Here is an article on the Mezze Book, published in the Daily Star.
November 29 2013.
By Beckie Strum
BEIRUT: Barbara Abdeni Massaad took an unorthodox approach to her most recent cookbook, “Mezze: A Labor of Love,” by replacing photographs of the well-known dips, salads and finger foods with colorful illustrations. “If a single image could define our unique culture and heritage,” Massaad writes, “it would certainly depict an over sized table groaning with small, colorful plates of food, surrounded by happy people caught in the act of socializing and sharing a meal.”
Massaad and “Mezze” illustrator Pascale Hares launched the book Thursday evening at Falamanki restaurant in Sodeco, with women lined up from the minute the two sat down to sign copies of the guide to Lebanon’s most iconic foods.
This is Massaad’s third English-language Lebanese cookbook.

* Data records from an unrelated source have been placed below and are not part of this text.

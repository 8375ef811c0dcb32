use std::path::Path;

use plotters::prelude::*;
use thiserror::Error;

use crate::histogram::Histogram;

/// Rendering errors surfaced by the export path.
#[derive(Debug, Error)]
pub enum PlotError {
    #[error("drawing error: {0}")]
    Draw(String),
}

pub type Result<T> = std::result::Result<T, PlotError>;

/// Drawing options, passed explicitly per render call.
///
/// `show_fit` toggles the display of fit annotations when a fit result is
/// attached to the histogram; this crate never performs a fit, so with the
/// histograms it produces the toggle renders nothing.
#[derive(Debug, Clone)]
pub struct PlotOptions {
    /// Draw the statistics block (entries, mean, std dev) in the top-right
    /// corner.
    pub show_stats: bool,
    /// Display fit annotations if a fit is attached.
    pub show_fit: bool,
    /// Lower bound of the y axis.
    pub y_axis_minimum: f64,
}

impl Default for PlotOptions {
    fn default() -> Self {
        Self {
            show_stats: true,
            show_fit: true,
            y_axis_minimum: 0.0,
        }
    }
}

fn draw_err<E: std::fmt::Display>(e: E) -> PlotError {
    PlotError::Draw(e.to_string())
}

/// Render the histogram as a bar chart with per-bin error bars and write it
/// to `path`, overwriting any existing file. The output format follows the
/// file extension (the canonical artifact is a `.jpg`).
pub fn render_histogram<P: AsRef<Path>>(
    hist: &Histogram,
    path: P,
    options: &PlotOptions,
) -> Result<()> {
    let root = BitMapBackend::new(path.as_ref(), (900, 600)).into_drawing_area();
    root.fill(&WHITE).map_err(draw_err)?;

    let y_lo = options.y_axis_minimum;
    let mut y_hi = (0..hist.num_bins())
        .map(|i| hist.bin_content(i) + hist.bin_error(i))
        .fold(f64::NEG_INFINITY, f64::max);
    if !y_hi.is_finite() || y_hi <= y_lo {
        // Empty (or all-below-minimum) histogram: fall back to a unit range.
        y_hi = y_lo + 1.0;
    } else {
        y_hi += 0.1 * (y_hi - y_lo);
    }

    let mut chart = ChartBuilder::on(&root)
        .caption("Generated phi distribution", ("sans-serif", 24))
        .margin(10)
        .x_label_area_size(40)
        .y_label_area_size(60)
        .build_cartesian_2d(hist.low()..hist.high(), y_lo..y_hi)
        .map_err(draw_err)?;

    chart
        .configure_mesh()
        .x_desc("phi")
        .y_desc("Counts")
        .draw()
        .map_err(draw_err)?;

    chart
        .draw_series((0..hist.num_bins()).map(|i| {
            let (lo, hi) = hist.bin_edges(i);
            Rectangle::new(
                [(lo, y_lo), (hi, hist.bin_content(i))],
                BLUE.mix(0.35).filled(),
            )
        }))
        .map_err(draw_err)?;

    chart
        .draw_series(
            (0..hist.num_bins())
                .filter(|&i| hist.bin_entry_count(i) > 0)
                .map(|i| {
                    let content = hist.bin_content(i);
                    let error = hist.bin_error(i);
                    ErrorBar::new_vertical(
                        hist.bin_center(i),
                        content - error,
                        content,
                        content + error,
                        BLUE.filled(),
                        4,
                    )
                }),
        )
        .map_err(draw_err)?;

    if options.show_stats {
        let lines = [
            format!("Entries  {}", hist.entries()),
            format!("Mean     {:.4}", hist.mean()),
            format!("Std Dev  {:.4}", hist.std_dev()),
        ];
        for (k, line) in lines.iter().enumerate() {
            root.draw(&Text::new(
                line.clone(),
                (700, 40 + 20 * k as i32),
                ("sans-serif", 16),
            ))
            .map_err(draw_err)?;
        }
    }

    root.present().map_err(draw_err)?;
    Ok(())
}

#[cfg(test)]
mod tests {
    use super::*;

    #[test]
    fn test_default_options() {
        let options = PlotOptions::default();
        assert!(options.show_stats);
        assert!(options.show_fit);
        assert_eq!(options.y_axis_minimum, 0.0);
    }
}
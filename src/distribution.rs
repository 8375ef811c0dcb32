use rand::Rng;

/// Azimuthal angle distributions - simplified enum approach
///
/// Both variants sample the angle uniformly on [0, 2π); the anisotropy enters
/// through the per-sample weight, not through the sampling density. This is
/// the standard weighted Monte Carlo scheme: fill a histogram with
/// `weight(phi)` for uniformly drawn phi and the accumulated contents follow
/// `f(phi) = 1 + 2 v2 cos(2 (phi - psi2))`.
#[derive(Debug, Clone)]
pub enum AzimuthalDistribution {
    Isotropic,
    EllipticFlow { v2: f64, psi2: f64 },
}

impl AzimuthalDistribution {
    /// Create a new elliptic-flow distribution.
    ///
    /// The reference-plane angle psi2 is fixed at 0: every event is assumed to
    /// have its reaction plane exactly aligned with the lab frame.
    pub fn new_elliptic_flow(v2: f64) -> Self {
        Self::EllipticFlow { v2, psi2: 0.0 }
    }

    /// Create a new isotropic distribution.
    pub fn new_isotropic() -> Self {
        Self::Isotropic
    }

    /// Sample an azimuthal angle phi in [0, 2π) from this distribution.
    pub fn sample_phi<R: Rng + ?Sized>(&self, rng: &mut R) -> f64 {
        let xi: f64 = rng.gen();
        2.0 * std::f64::consts::PI * xi
    }

    /// Weight carried by a track emitted at angle `phi`.
    ///
    /// For `EllipticFlow` this can be negative when |v2| > 0.5; such weights
    /// are accumulated as-is.
    pub fn weight(&self, phi: f64) -> f64 {
        match *self {
            AzimuthalDistribution::Isotropic => 1.0,
            AzimuthalDistribution::EllipticFlow { v2, psi2 } => {
                1.0 + 2.0 * v2 * (2.0 * (phi - psi2)).cos()
            }
        }
    }
}
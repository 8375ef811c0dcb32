use flowgen::{generate, render_histogram, PlotOptions};

fn main() {
    println!("=== Azimuthal Flow Generation ===");

    // 100 events, 1000 tracks in each event, v2 = 0.1
    let hist = generate(100, 1000, 0.1);

    println!("\n{}", hist);

    let options = PlotOptions::default();
    match render_histogram(&hist, "v2_rootfunc.jpg", &options) {
        Ok(()) => println!("\nSaved histogram to v2_rootfunc.jpg"),
        Err(e) => {
            eprintln!("Failed to render histogram: {}", e);
            std::process::exit(1);
        }
    }
}
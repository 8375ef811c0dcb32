use std::fmt;

/// Fixed-range weighted histogram.
///
/// The domain [low, high) is split into `n_bins` contiguous equal-width bins
/// at construction and never changes. Bin membership is half-open [lo, hi),
/// except the last bin which is closed at the upper range edge. Each bin
/// accumulates its entry count, the sum of fill weights, and the sum of
/// squared fill weights, so the statistical uncertainty of a bin is
/// `sqrt(sum_w2)` (the usual sum-of-squares-of-weights convention, as in
/// ROOT's TH1 with Sumw2).
///
/// Fills outside the range go to scalar underflow/overflow sums and leave the
/// bins untouched.
#[derive(Debug, Clone)]
pub struct Histogram {
    low: f64,
    high: f64,
    /// Per-bin number of fills.
    bin_entries: Vec<u64>,
    /// Per-bin sum of weights.
    sum_w: Vec<f64>,
    /// Per-bin sum of squared weights.
    sum_w2: Vec<f64>,
    /// Weight sum of fills below `low`.
    underflow: f64,
    /// Weight sum of fills at or above `high` (exclusive of `high` itself).
    overflow: f64,
    entries: u64,
}

impl Histogram {
    /// Create a new histogram with `n_bins` equal-width bins over [low, high).
    ///
    /// # Panics
    /// Panics if `n_bins` is zero, if `low >= high`, or if either edge is not
    /// finite.
    pub fn new(n_bins: usize, low: f64, high: f64) -> Self {
        if n_bins == 0 {
            panic!("Histogram requires at least 1 bin");
        }
        if !low.is_finite() || !high.is_finite() {
            panic!("Histogram range edges must be finite");
        }
        if low >= high {
            panic!("Histogram range must satisfy low < high");
        }
        Self {
            low,
            high,
            bin_entries: vec![0; n_bins],
            sum_w: vec![0.0; n_bins],
            sum_w2: vec![0.0; n_bins],
            underflow: 0.0,
            overflow: 0.0,
            entries: 0,
        }
    }

    /// Get the bin index for a value.
    ///
    /// Returns `None` if the value falls outside [low, high]. A value exactly
    /// equal to `high` maps to the last bin.
    pub fn bin_index(&self, value: f64) -> Option<usize> {
        if !(value >= self.low && value <= self.high) {
            return None;
        }
        let n = self.bin_entries.len();
        let idx = ((value - self.low) / self.bin_width()) as usize;
        // A value at (or rounding up to) the top edge belongs to the last bin.
        Some(idx.min(n - 1))
    }

    /// Fill with unit weight.
    pub fn fill(&mut self, value: f64) {
        self.fill_weighted(value, 1.0);
    }

    /// Fill with an explicit weight.
    ///
    /// The bin content is the accumulated sum of weights, not the fill count;
    /// negative weights are accumulated as-is.
    pub fn fill_weighted(&mut self, value: f64, weight: f64) {
        match self.bin_index(value) {
            Some(i) => {
                self.bin_entries[i] += 1;
                self.sum_w[i] += weight;
                self.sum_w2[i] += weight * weight;
                self.entries += 1;
            }
            None => {
                if value < self.low {
                    self.underflow += weight;
                } else {
                    self.overflow += weight;
                }
            }
        }
    }

    /// Number of bins.
    pub fn num_bins(&self) -> usize {
        self.bin_entries.len()
    }

    /// Lower range edge.
    pub fn low(&self) -> f64 {
        self.low
    }

    /// Upper range edge.
    pub fn high(&self) -> f64 {
        self.high
    }

    /// Width of one bin.
    pub fn bin_width(&self) -> f64 {
        (self.high - self.low) / self.bin_entries.len() as f64
    }

    /// (low edge, high edge) of bin `i`.
    pub fn bin_edges(&self, i: usize) -> (f64, f64) {
        let w = self.bin_width();
        (self.low + i as f64 * w, self.low + (i + 1) as f64 * w)
    }

    /// Center of bin `i`.
    pub fn bin_center(&self, i: usize) -> f64 {
        let (lo, hi) = self.bin_edges(i);
        0.5 * (lo + hi)
    }

    /// Accumulated weight in bin `i`.
    pub fn bin_content(&self, i: usize) -> f64 {
        self.sum_w[i]
    }

    /// Statistical uncertainty of bin `i`: sqrt of the summed squared weights.
    pub fn bin_error(&self, i: usize) -> f64 {
        self.sum_w2[i].sqrt()
    }

    /// Number of fills that landed in bin `i`.
    pub fn bin_entry_count(&self, i: usize) -> u64 {
        self.bin_entries[i]
    }

    /// Total number of in-range fills.
    pub fn entries(&self) -> u64 {
        self.entries
    }

    /// Total accumulated in-range weight.
    pub fn total_weight(&self) -> f64 {
        self.sum_w.iter().sum()
    }

    /// Weight sum of fills below the range.
    pub fn underflow(&self) -> f64 {
        self.underflow
    }

    /// Weight sum of fills above the range.
    pub fn overflow(&self) -> f64 {
        self.overflow
    }

    /// Largest bin content (0.0 for an empty histogram).
    pub fn max_bin_content(&self) -> f64 {
        self.sum_w.iter().cloned().fold(0.0, f64::max)
    }

    /// Weight-averaged mean of the filled values, computed from bin centers.
    ///
    /// Binned statistics: fills are attributed to their bin center, as is
    /// standard for histograms that do not retain individual samples. Returns
    /// 0.0 when the total weight is not positive.
    pub fn mean(&self) -> f64 {
        let total = self.total_weight();
        if total <= 0.0 {
            return 0.0;
        }
        let weighted_sum: f64 = self
            .sum_w
            .iter()
            .enumerate()
            .map(|(i, &w)| w * self.bin_center(i))
            .sum();
        weighted_sum / total
    }

    /// Weight-averaged standard deviation, computed from bin centers.
    ///
    /// Returns 0.0 when the total weight is not positive.
    pub fn std_dev(&self) -> f64 {
        let total = self.total_weight();
        if total <= 0.0 {
            return 0.0;
        }
        let mean = self.mean();
        let variance: f64 = self
            .sum_w
            .iter()
            .enumerate()
            .map(|(i, &w)| {
                let d = self.bin_center(i) - mean;
                w * d * d
            })
            .sum::<f64>()
            / total;
        // Negative weights can push the binned variance below zero.
        variance.max(0.0).sqrt()
    }
}

impl fmt::Display for Histogram {
    fn fmt(&self, f: &mut fmt::Formatter<'_>) -> fmt::Result {
        writeln!(
            f,
            "Histogram: {} bins over [{:.6}, {:.6})",
            self.num_bins(),
            self.low,
            self.high
        )?;
        writeln!(f, "  Entries: {}", self.entries)?;
        writeln!(f, "  Total weight: {:.6}", self.total_weight())?;
        writeln!(f, "  Mean: {:.6}", self.mean())?;
        write!(f, "  Std Dev: {:.6}", self.std_dev())
    }
}
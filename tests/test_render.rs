// Integration tests for the export collaborator: rendering must produce a
// JPEG artifact for populated and empty histograms alike, and must overwrite
// an existing file unconditionally.

use std::fs;
use std::path::PathBuf;

use flowgen::{render_histogram, Histogram, Model, PlotOptions, Settings};

fn temp_artifact(name: &str) -> PathBuf {
    std::env::temp_dir().join(format!("flowgen_{}", name))
}

fn assert_is_jpeg(path: &PathBuf) {
    let bytes = fs::read(path).expect("artifact should be readable");
    assert!(bytes.len() > 2, "artifact should not be empty");
    assert_eq!(
        &bytes[..2],
        &[0xFF, 0xD8],
        "artifact should carry the JPEG magic bytes"
    );
}

#[test]
fn test_render_populated_histogram() {
    let mut settings = Settings::new(10, 200, 0.1);
    settings.seed = Some(5);
    let hist = Model { settings }.run();

    let path = temp_artifact("render_populated.jpg");
    render_histogram(&hist, &path, &PlotOptions::default()).expect("render should succeed");

    assert_is_jpeg(&path);
    let _ = fs::remove_file(&path);
}

#[test]
fn test_render_empty_histogram() {
    // An all-zero histogram still renders (unit y range fallback).
    let hist = Histogram::new(100, 0.0, 2.0 * std::f64::consts::PI);

    let path = temp_artifact("render_empty.jpg");
    render_histogram(&hist, &path, &PlotOptions::default()).expect("render should succeed");

    assert_is_jpeg(&path);
    let _ = fs::remove_file(&path);
}

#[test]
fn test_render_overwrites_existing_file() {
    let path = temp_artifact("render_overwrite.jpg");
    fs::write(&path, b"not an image").expect("seed file should be writable");

    let mut settings = Settings::new(5, 100, 0.0);
    settings.seed = Some(11);
    let hist = Model { settings }.run();

    render_histogram(&hist, &path, &PlotOptions::default()).expect("render should succeed");

    assert_is_jpeg(&path);
    let _ = fs::remove_file(&path);
}

#[test]
fn test_render_without_stats_block() {
    let mut settings = Settings::new(5, 100, 0.1);
    settings.seed = Some(13);
    let hist = Model { settings }.run();

    let options = PlotOptions {
        show_stats: false,
        show_fit: false,
        y_axis_minimum: 0.0,
    };
    let path = temp_artifact("render_no_stats.jpg");
    render_histogram(&hist, &path, &options).expect("render should succeed");

    assert_is_jpeg(&path);
    let _ = fs::remove_file(&path);
}
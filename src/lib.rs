//! Monte Carlo generation of azimuthal particle-emission angles with
//! elliptic-flow weighting, accumulated into a weighted histogram.
//!
//! The canonical run is `generate(events, tracks_per_event, v2)`; the result
//! can be handed to `render_histogram` to produce the image artifact.

// Import the modules and re-export the types for library usage
mod distribution;
mod histogram;
mod model;
mod plot;
mod settings;
mod source;

pub use distribution::AzimuthalDistribution;
pub use histogram::Histogram;
pub use model::{generate, Model, PHI_BINS};
pub use plot::{render_histogram, PlotError, PlotOptions};
pub use settings::Settings;
pub use source::FlowSource;
use crate::histogram::Histogram;
use crate::settings::Settings;
use crate::source::FlowSource;
use rand::rngs::StdRng;
use rand::SeedableRng;

/// Number of azimuthal bins in the output histogram.
pub const PHI_BINS: usize = 100;

/// One generation run: settings in, finalized histogram out.
#[derive(Debug, Clone)]
pub struct Model {
    pub settings: Settings,
}

impl Model {
    /// Run the generation loop and return the filled histogram.
    ///
    /// Events are processed sequentially and independently; the only state
    /// shared across events is the histogram and the RNG. Within an event the
    /// angles for all tracks are drawn first, then weighted and filled, with
    /// the per-event buffer reused across events.
    pub fn run(&self) -> Histogram {
        println!(
            "Generating {} events with {} tracks per event and v2 = {}",
            self.settings.events, self.settings.tracks_per_event, self.settings.v2
        );

        let mut hist = Histogram::new(PHI_BINS, 0.0, 2.0 * std::f64::consts::PI);
        let source = FlowSource::new(self.settings.v2);

        let mut rng = match self.settings.seed {
            Some(seed) => StdRng::seed_from_u64(seed),
            None => StdRng::from_entropy(),
        };

        let mut event_phi: Vec<f64> = Vec::with_capacity(self.settings.tracks_per_event);
        for _ in 0..self.settings.events {
            event_phi.clear();
            for _ in 0..self.settings.tracks_per_event {
                event_phi.push(source.sample_phi(&mut rng));
            }

            for &phi in &event_phi {
                hist.fill_weighted(phi, source.weight(phi));
            }
        }

        hist
    }
}

/// Generate the azimuthal-angle histogram for `events` events of
/// `tracks_per_event` tracks each, weighted with anisotropy coefficient `v2`.
///
/// This is the single entry point of the crate; the run is unseeded (OS
/// entropy), so repeated calls with identical parameters produce statistically
/// equivalent but not identical histograms.
pub fn generate(events: usize, tracks_per_event: usize, v2: f64) -> Histogram {
    let model = Model {
        settings: Settings::new(events, tracks_per_event, v2),
    };
    model.run()
}

#[cfg(test)]
mod tests {
    use super::*;

    fn run_seeded(events: usize, tracks_per_event: usize, v2: f64, seed: u64) -> Histogram {
        let mut settings = Settings::new(events, tracks_per_event, v2);
        settings.seed = Some(seed);
        Model { settings }.run()
    }

    #[test]
    fn test_single_track_unit_weight() {
        let hist = generate(1, 1, 0.0);

        assert_eq!(hist.entries(), 1);
        assert!((hist.total_weight() - 1.0).abs() < 1e-12);

        let occupied = (0..hist.num_bins())
            .filter(|&i| hist.bin_entry_count(i) > 0)
            .count();
        assert_eq!(occupied, 1, "one sample must land in exactly one bin");
    }

    #[test]
    fn test_zero_events_gives_empty_histogram() {
        let hist = generate(0, 1000, 0.1);
        assert_eq!(hist.entries(), 0);
        assert_eq!(hist.total_weight(), 0.0);
        for i in 0..hist.num_bins() {
            assert_eq!(hist.bin_content(i), 0.0);
        }
    }

    #[test]
    fn test_zero_tracks_gives_empty_histogram() {
        let hist = generate(100, 0, 0.1);
        assert_eq!(hist.entries(), 0);
        assert_eq!(hist.total_weight(), 0.0);
    }

    #[test]
    fn test_entry_count_matches_track_count() {
        let hist = run_seeded(13, 57, 0.1, 42);
        assert_eq!(hist.entries(), 13 * 57);
        assert_eq!(hist.underflow(), 0.0);
        assert_eq!(hist.overflow(), 0.0);
    }

    #[test]
    fn test_isotropic_contents_equal_entry_counts() {
        // With v2 = 0 every weight is exactly 1, so each bin's content must
        // equal its entry count with no floating-point slack.
        let hist = run_seeded(10, 500, 0.0, 7);
        for i in 0..hist.num_bins() {
            assert_eq!(hist.bin_content(i), hist.bin_entry_count(i) as f64);
        }
    }

    #[test]
    fn test_histogram_shape_constants() {
        let hist = generate(1, 1, 0.0);
        assert_eq!(hist.num_bins(), PHI_BINS);
        assert_eq!(hist.low(), 0.0);
        assert!((hist.high() - 2.0 * std::f64::consts::PI).abs() < 1e-12);
    }
}
/// Run parameters for one generation run.
///
/// `events` and `tracks_per_event` are `usize`, so negative counts are
/// unrepresentable. A zero in either slot is a valid run that produces an
/// empty histogram. `v2` is unconstrained; values outside [-0.5, 0.5] make the
/// track weight negative for some angles and are accepted as-is.
#[derive(Debug, Clone)]
pub struct Settings {
    /// Number of simulated events.
    pub events: usize,
    /// Number of tracks generated per event.
    pub tracks_per_event: usize,
    /// Second-order anisotropy (flow) coefficient.
    pub v2: f64,
    /// RNG seed. `None` seeds from OS entropy; runs are then not reproducible.
    pub seed: Option<u64>,
}

impl Settings {
    /// Create settings for an unseeded run.
    pub fn new(events: usize, tracks_per_event: usize, v2: f64) -> Self {
        Self {
            events,
            tracks_per_event,
            v2,
            seed: None,
        }
    }

    /// Total number of tracks the run will generate.
    pub fn total_tracks(&self) -> usize {
        self.events * self.tracks_per_event
    }
}
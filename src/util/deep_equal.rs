use crate::models::EntityValues;
use serde_json::Value;

/// Structural equality used for change detection.
///
/// Object keys compare order-insensitively and recurse; arrays compare element-wise in
/// order; numbers compare by value, so `1` and `1.0` are equal.
pub fn values_equal(a: &Value, b: &Value) -> bool {
    match (a, b) {
        (Value::Null, Value::Null) => true,
        (Value::Bool(x), Value::Bool(y)) => x == y,
        (Value::String(x), Value::String(y)) => x == y,
        (Value::Number(x), Value::Number(y)) => {
            if let (Some(x), Some(y)) = (x.as_i64(), y.as_i64()) {
                return x == y;
            }
            if let (Some(x), Some(y)) = (x.as_u64(), y.as_u64()) {
                return x == y;
            }
            match (x.as_f64(), y.as_f64()) {
                (Some(x), Some(y)) => x == y,
                _ => false,
            }
        }
        (Value::Array(x), Value::Array(y)) => {
            x.len() == y.len() && x.iter().zip(y).all(|(x, y)| values_equal(x, y))
        }
        (Value::Object(x), Value::Object(y)) => map_equal(x, y),
        _ => false,
    }
}

pub fn map_equal(a: &EntityValues, b: &EntityValues) -> bool {
    a.len() == b.len()
        && a
            .iter()
            .all(|(key, value)| b.get(key).is_some_and(|other| values_equal(value, other)))
}

/// True when `pending` would change what is known about the record.
pub fn snapshot_differs(known: Option<&EntityValues>, pending: &EntityValues) -> bool {
    match known {
        Some(known) => !map_equal(known, pending),
        None => true,
    }
}

#[cfg(test)]
mod tests {
    use super::*;
    use serde_json::json;

    fn obj(v: Value) -> EntityValues {
        match v {
            Value::Object(map) => map,
            _ => panic!("expected object"),
        }
    }

    #[test]
    fn key_order_does_not_matter() {
        let a = obj(json!({"name": "Lamp", "price": 12, "tags": ["x"]}));
        let b = obj(json!({"tags": ["x"], "price": 12, "name": "Lamp"}));
        assert!(map_equal(&a, &b));
    }

    #[test]
    fn nested_maps_recurse() {
        let a = obj(json!({"meta": {"a": 1, "b": {"c": true}}}));
        let b = obj(json!({"meta": {"b": {"c": true}, "a": 1}}));
        let c = obj(json!({"meta": {"b": {"c": false}, "a": 1}}));
        assert!(map_equal(&a, &b));
        assert!(!map_equal(&a, &c));
    }

    #[test]
    fn array_order_matters() {
        assert!(!values_equal(&json!([1, 2]), &json!([2, 1])));
        assert!(values_equal(&json!([1, 2]), &json!([1, 2])));
    }

    #[test]
    fn numbers_compare_by_value() {
        assert!(values_equal(&json!(1), &json!(1.0)));
        assert!(!values_equal(&json!(1), &json!(1.5)));
        assert!(!values_equal(&json!(1), &json!("1")));
    }

    #[test]
    fn missing_key_differs_from_null() {
        let a = obj(json!({"a": null}));
        let b = obj(json!({}));
        assert!(!map_equal(&a, &b));
        assert!(snapshot_differs(Some(&a), &b));
        assert!(snapshot_differs(None, &b));
    }
}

She’s written on traditional baked goods in “Man’oushe: Inside the Street Corner Lebanese Bakery,” and preserves in “Mouneh: Preserving Foods for the Lebanese Pantry.”
The whimsical illustrations – kibbeh akras with eyelashes and smiles, a young woman sleeping in a pile of okra, silly speech bubbles containing local slang – in a way reflect Massaad’s approach to teaching mezze.
Rather than preach the correct way to make each dish, every recipe comes with a caveat or two: You can replace this for that, she writes; or in the south, they do it this way; and of course, some use pomegranate molasses instead of lemon juice.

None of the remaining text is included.